Selon le bilan du plan triennal (non publié encore) établi par
M. Michel Setbon, chercheur au CNRS, au nom de l'OFDT,
« le
niveau de réalisation (de cet objectif) peut être qualifié
de « bon » et conforme aux engagements pour les campagnes
généralistes comme pour la formation professionnelle, même
si des lacunes ont été identifiées en matière
d'effectivité de certains programmes et d'utilisation de certains
outils. Par contre, le niveau d'atteinte de l'objectif final (création
d'une culture de référence commune entendue comme diffusion et
intégration) n'est pas à ce stade évaluable. »

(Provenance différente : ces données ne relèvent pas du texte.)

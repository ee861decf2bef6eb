//! Logging subscriber setup
//!
//! Layers a fmt layer (text or JSON) over an `EnvFilter`. `RUST_LOG` wins
//! over the level passed on the command line.
//!
//! ```text
//! Registry
//!   ├── EnvFilter (RUST_LOG, else --log-level)
//!   └── Fmt Layer (stderr, text or json)
//! ```

use thiserror::Error;
use tracing_subscriber::layer::SubscriberExt;
use tracing_subscriber::EnvFilter;

/// Errors that can occur during subscriber initialization
#[derive(Error, Debug)]
pub enum TelemetryError {
    #[error("Invalid log filter '{0}'")]
    InvalidFilter(String),

    #[error("Failed to set global subscriber (may already be initialized): {0}")]
    AlreadyInitialized(String),
}

/// Console output format
#[derive(Debug, Clone, Copy, PartialEq, Eq, Default, clap::ValueEnum)]
pub enum LogFormat {
    #[default]
    Text,
    Json,
}

/// Build the filter from `RUST_LOG`, falling back to `default_level`
pub fn env_filter(default_level: &str) -> Result<EnvFilter, TelemetryError> {
    match EnvFilter::try_from_default_env() {
        Ok(filter) => Ok(filter),
        Err(_) => EnvFilter::try_new(default_level.to_lowercase())
            .map_err(|_| TelemetryError::InvalidFilter(default_level.to_string())),
    }
}

/// Install the global subscriber
pub fn init_subscriber(default_level: &str, format: LogFormat) -> Result<(), TelemetryError> {
    let env_filter = env_filter(default_level)?;

    let result = match format {
        LogFormat::Json => {
            let fmt_layer = tracing_subscriber::fmt::layer()
                .json()
                .with_target(true)
                .with_writer(std::io::stderr);
            let subscriber = tracing_subscriber::registry()
                .with(env_filter)
                .with(fmt_layer);
            tracing::subscriber::set_global_default(subscriber)
        }
        LogFormat::Text => {
            let fmt_layer = tracing_subscriber::fmt::layer()
                .with_target(true)
                .with_line_number(true)
                .with_writer(std::io::stderr);
            let subscriber = tracing_subscriber::registry()
                .with(env_filter)
                .with(fmt_layer);
            tracing::subscriber::set_global_default(subscriber)
        }
    };

    result.map_err(|e| TelemetryError::AlreadyInitialized(e.to_string()))
}

#[cfg(test)]
mod tests {
    use super::*;

    #[test]
    fn test_env_filter_accepts_levels() {
        for level in ["trace", "DEBUG", "info", "warn", "error"] {
            assert!(env_filter(level).is_ok(), "level {} should parse", level);
        }
    }

    #[test]
    fn test_subscriber_init_twice() {
        let first = init_subscriber("info", LogFormat::Text);
        // May fail if another test already installed a subscriber
        let _ = first;
        let second = init_subscriber("info", LogFormat::Json);
        assert!(matches!(
            second,
            Err(TelemetryError::AlreadyInitialized(_))
        ));
    }
}
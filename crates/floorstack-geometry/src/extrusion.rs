// This Source Code Form is subject to the terms of the Mozilla Public
// License, v. 2.0. If a copy of the MPL was not distributed with this
// file, You can obtain one at https://mozilla.org/MPL/2.0/.

//! Prism extrusion of zone polygons, floor slabs and wall segments
//!
//! A prism over an `n`-gon has `2n` welded vertices: the bottom ring
//! (`0..n`) followed by the top ring (`n..2n`). Plan x maps to world X,
//! plan y maps to world Z, and elevations map to world Y.
//!
//! For counter-clockwise input the bottom cap fan `(0, i, i + 1)` faces
//! down and the reversed top fan faces up. Side faces follow the
//! [`WindingMode`] passed by the caller.

use crate::config::MIN_WALL_EXTENT;
use crate::triangulation::{compute_normals, triangulate_cap};
use crate::{CapTriangulation, LayoutConfig, Point2, SceneFrame, WindingMode};
use floorstack_model::{Floor, MeshBuffer, Point2D, Polygon, WallSegment};

/// Plan-to-world horizontal transform
///
/// `world = plan × scale + offset`, where `scale` already combines the
/// floor's plan scale with the global scale.
#[derive(Clone, Copy, Debug, PartialEq)]
pub struct Placement {
    pub scale: f64,
    pub offset_x: f64,
    pub offset_z: f64,
}

impl Placement {
    pub fn new(scale: f64, offset_x: f64, offset_z: f64) -> Self {
        Self {
            scale,
            offset_x,
            offset_z,
        }
    }

    /// Plan coordinates used directly as world coordinates
    pub fn identity() -> Self {
        Self::new(1.0, 0.0, 0.0)
    }

    /// Placement of a floor's zones inside a centered scene
    pub fn for_floor(frame: &SceneFrame, floor: &Floor, config: &LayoutConfig) -> Self {
        Self::new(
            floor.plan_scale * config.global_scale,
            frame.center_offset[0],
            frame.center_offset[1],
        )
    }

    /// Placement for wall-segment input (plan scale 1)
    pub fn for_walls(frame: &SceneFrame, config: &LayoutConfig) -> Self {
        Self::new(
            config.global_scale,
            frame.center_offset[0],
            frame.center_offset[1],
        )
    }

    /// World (x, z) of a plan point
    #[inline]
    pub fn apply(&self, p: &Point2D) -> (f64, f64) {
        (
            p.x * self.scale + self.offset_x,
            p.y * self.scale + self.offset_z,
        )
    }
}

impl Default for Placement {
    fn default() -> Self {
        Self::identity()
    }
}

/// How texture coordinates are assigned to ring vertices
#[derive(Clone, Copy)]
enum UvMapping {
    /// u along the perimeter, v = 0 bottom / 1 top
    Perimeter,
    /// Raw plan coordinates, identical on both rings
    Plan,
}

/// Extrude a zone polygon into a closed vertical prism
///
/// The bottom ring sits at `base_elevation` and the top ring at
/// `base_elevation + height`. Normals are computed from the final triangle
/// list, so they follow whichever `winding` was requested.
pub fn extrude(
    polygon: &Polygon,
    height: f64,
    base_elevation: f64,
    placement: &Placement,
    winding: WindingMode,
    caps: CapTriangulation,
) -> MeshBuffer {
    build_prism(
        &polygon.points,
        base_elevation,
        base_elevation + height,
        placement,
        winding,
        caps,
        UvMapping::Perimeter,
    )
}

/// Thin closed prism under a zone
///
/// Same structure as [`extrude`] with `height = thickness`, always
/// outward-facing. UVs are the raw polygon coordinates so textures tile
/// identically regardless of where the building is centered.
pub fn slab(
    polygon: &Polygon,
    base_elevation: f64,
    thickness: f64,
    placement: &Placement,
    caps: CapTriangulation,
) -> MeshBuffer {
    build_prism(
        &polygon.points,
        base_elevation,
        base_elevation + thickness,
        placement,
        WindingMode::Outward,
        caps,
        UvMapping::Plan,
    )
}

/// Extrude a wall segment with the given plan thickness
///
/// A zero-length segment becomes a small square solid at its start point
/// instead of a zero-volume mesh.
pub fn extrude_wall(
    segment: &WallSegment,
    thickness: f64,
    height: f64,
    base_elevation: f64,
    placement: &Placement,
) -> MeshBuffer {
    let footprint = wall_footprint(segment, thickness);
    build_prism(
        &footprint,
        base_elevation,
        base_elevation + height,
        placement,
        WindingMode::Outward,
        CapTriangulation::Fan,
        UvMapping::Perimeter,
    )
}

/// Counter-clockwise rectangle around a wall's centerline
fn wall_footprint(segment: &WallSegment, thickness: f64) -> Vec<Point2D> {
    let start = segment.start;
    let end = segment.end;
    let dx = end.x - start.x;
    let dy = end.y - start.y;
    let length = (dx * dx + dy * dy).sqrt();

    if length < 1e-9 {
        log::debug!(
            "Zero-length wall at ({}, {}), substituting fallback solid",
            start.x,
            start.y
        );
        return Polygon::rectangle(start.x, start.y, MIN_WALL_EXTENT, MIN_WALL_EXTENT).points;
    }

    let half = thickness.max(MIN_WALL_EXTENT) / 2.0;
    let perp_x = -dy / length * half;
    let perp_y = dx / length * half;

    vec![
        Point2D::new(start.x - perp_x, start.y - perp_y),
        Point2D::new(end.x - perp_x, end.y - perp_y),
        Point2D::new(end.x + perp_x, end.y + perp_y),
        Point2D::new(start.x + perp_x, start.y + perp_y),
    ]
}

fn build_prism(
    ring: &[Point2D],
    bottom_y: f64,
    top_y: f64,
    placement: &Placement,
    winding: WindingMode,
    caps: CapTriangulation,
    uv_mapping: UvMapping,
) -> MeshBuffer {
    let n = ring.len();
    if n < 3 {
        return MeshBuffer::new();
    }

    // 2 caps of (n - 2) triangles + 2 triangles per side
    let mut mesh = MeshBuffer::with_capacity(2 * n, (4 * n - 4) * 3);

    let u_coords = match uv_mapping {
        UvMapping::Perimeter => perimeter_fractions(ring),
        UvMapping::Plan => Vec::new(),
    };

    for (ring_y, v) in [(bottom_y, 0.0f32), (top_y, 1.0f32)] {
        for (i, p) in ring.iter().enumerate() {
            let (x, z) = placement.apply(p);
            mesh.positions
                .extend_from_slice(&[x as f32, ring_y as f32, z as f32]);
            match uv_mapping {
                UvMapping::Perimeter => mesh.uvs.extend_from_slice(&[u_coords[i], v]),
                UvMapping::Plan => mesh.uvs.extend_from_slice(&[p.x as f32, p.y as f32]),
            }
        }
    }

    let plan: Vec<Point2<f64>> = ring.iter().map(|p| Point2::new(p.x, p.y)).collect();
    let cap = triangulate_cap(&plan, caps);
    let top = n as u32;

    for tri in cap.chunks_exact(3) {
        let (a, b, c) = (tri[0] as u32, tri[1] as u32, tri[2] as u32);
        // Bottom cap as given
        mesh.indices.extend_from_slice(&[a, b, c]);
        // Top cap reversed
        mesh.indices.extend_from_slice(&[top + a, top + c, top + b]);
    }

    for i in 0..n {
        let j = (i + 1) % n;
        let (bi, bj) = (i as u32, j as u32);
        let (ti, tj) = (top + bi, top + bj);
        match winding {
            WindingMode::Outward => {
                mesh.indices.extend_from_slice(&[bi, ti, tj]);
                mesh.indices.extend_from_slice(&[bi, tj, bj]);
            }
            WindingMode::Inward => {
                mesh.indices.extend_from_slice(&[bi, bj, tj]);
                mesh.indices.extend_from_slice(&[bi, tj, ti]);
            }
        }
    }

    mesh.normals = compute_normals(&mesh.positions, &mesh.indices);
    mesh
}

/// Cumulative perimeter position of each ring vertex in [0, 1)
fn perimeter_fractions(ring: &[Point2D]) -> Vec<f32> {
    let n = ring.len();
    let total: f64 = (0..n).map(|i| ring[i].distance(&ring[(i + 1) % n])).sum();
    let mut fractions = Vec::with_capacity(n);
    let mut walked = 0.0;
    for i in 0..n {
        fractions.push(if total > 0.0 {
            (walked / total) as f32
        } else {
            0.0
        });
        walked += ring[i].distance(&ring[(i + 1) % n]);
    }
    fractions
}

• Des efforts à intensifier
Malgré ces résultats encourageants, les efforts en matière
de recherche sur la toxicomanie doivent être intensifiés, et ceci
dans plusieurs directions, comme l'a montré l'Office parlementaire
d'évaluation des choix scientifiques et technologiques :
- susciter des vocations de chercheurs en renforçant l'enseignement
relatif aux toxicomanies dans les facultés de médecine par le
redéploiement des chaires et des création de postes ;
- lever les obstacles juridiques liés à l'obligation pour
les chercheurs d'obtenir l'accord écrit de la famille avant d'engager
une autopsie médico-scientifique, tout en respectant la volonté
des défunts et de leurs familles. En outre, il apparaît
nécessaire de donner aux chercheurs, dans le respect du secret de
l'instruction, la possibilité d'accéder aux données
relatives à la drogue figurant dans les procédures
judiciaires ;
- créer un établissement public de recherche, sous la
responsabilité du ministère de la recherche, centralisant et
impulsant les études sur la toxicomanie, à l'image du NIDA
(National institute on drug abuse) américain.